Repeat the entries below exactly, missing none.

════════════════════

//! The facade the CLI talks to.
//!
//! [`App`] owns the wired components (storage, bundle resolver, action
//! executor) and exposes the user-level operations: applying an
//! installation through a workflow, the imperative install / upgrade /
//! invoke / uninstall actions, inspection, workflow control and the named
//! set CRUD.

use std::collections::{BTreeMap, BTreeSet};
use std::path::PathBuf;
use std::sync::Arc;

use serde::Serialize;
use tracing::{debug, info, warn};

use crate::bundle::definition::{OUTPUT_INVOCATION_IMAGE_LOGS, OUTPUT_STATE};
use crate::bundle::{ACTION_INSTALL, ACTION_UNINSTALL, ACTION_UPGRADE, Dependencies, OciReferenceParts, Reference};
use crate::config::{Config, Home};
use crate::context::Context;
use crate::engine::{ReconcilingJobExecutor, WorkflowEngine, scheduler};
use crate::errors::{BundleError, Result};
use crate::exec::{ActionExecutor, DriverRegistry, ExecuteOptions, ExecutionRecord};
use crate::reconcile::{ReconcileOptions, Reconciler};
use crate::resolver::{BundleCache, BundleResolver, DirectoryRegistry, Registry};
use crate::secrets::open_secret_store;
use crate::storage::documents::{
    CredentialSet, Installation, InstallationSpec, Output, ParameterSet, Run, RunResult,
};
use crate::storage::{Query, Storage, migrate, open_storage};
use crate::types::ResultStatus;
use crate::workflow::wiring::{dependency_installation_name, shared_installation_name};
use crate::workflow::{ACTION_NONE, PlanOptions, Planner, Workflow};

/// Shown in place of sensitive values.
pub const MASKED_VALUE: &str = "******";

════════════════════

◆ Result of this task
//! The facade the CLI talks to.
//!
//! [`App`] owns the wired components (storage, bundle resolver, action
//! executor) and exposes the user-level operations: applying an
//! installation through a workflow, the imperative install / upgrade /
//! invoke / uninstall actions, inspection, workflow control and the named
//! set CRUD.

use std::collections::{BTreeMap, BTreeSet};
use std::path::PathBuf;
use std::sync::Arc;

use serde::Serialize;
use tracing::{debug, info, warn};

use crate::bundle::definition::{OUTPUT_INVOCATION_IMAGE_LOGS, OUTPUT_STATE};
use crate::bundle::{ACTION_INSTALL, ACTION_UNINSTALL, ACTION_UPGRADE, Dependencies, OciReferenceParts, Reference};
use crate::config::{Config, Home};
use crate::context::Context;
use crate::engine::{ReconcilingJobExecutor, WorkflowEngine, scheduler};
use crate::errors::{BundleError, Result};
use crate::exec::{ActionExecutor, DriverRegistry, ExecuteOptions, ExecutionRecord};
use crate::reconcile::{ReconcileOptions, Reconciler};
use crate::resolver::{BundleCache, BundleResolver, DirectoryRegistry, Registry};
use crate::secrets::open_secret_store;
use crate::storage::documents::{
    CredentialSet, Installation, InstallationSpec, Output, ParameterSet, Run, RunResult,
};
use crate::storage::{Query, Storage, migrate, open_storage};
use crate::types::ResultStatus;
use crate::workflow::wiring::{dependency_installation_name, shared_installation_name};
use crate::workflow::{ACTION_NONE, PlanOptions, Planner, Workflow};

/// Shown in place of sensitive values.
pub const MASKED_VALUE: &str = "******";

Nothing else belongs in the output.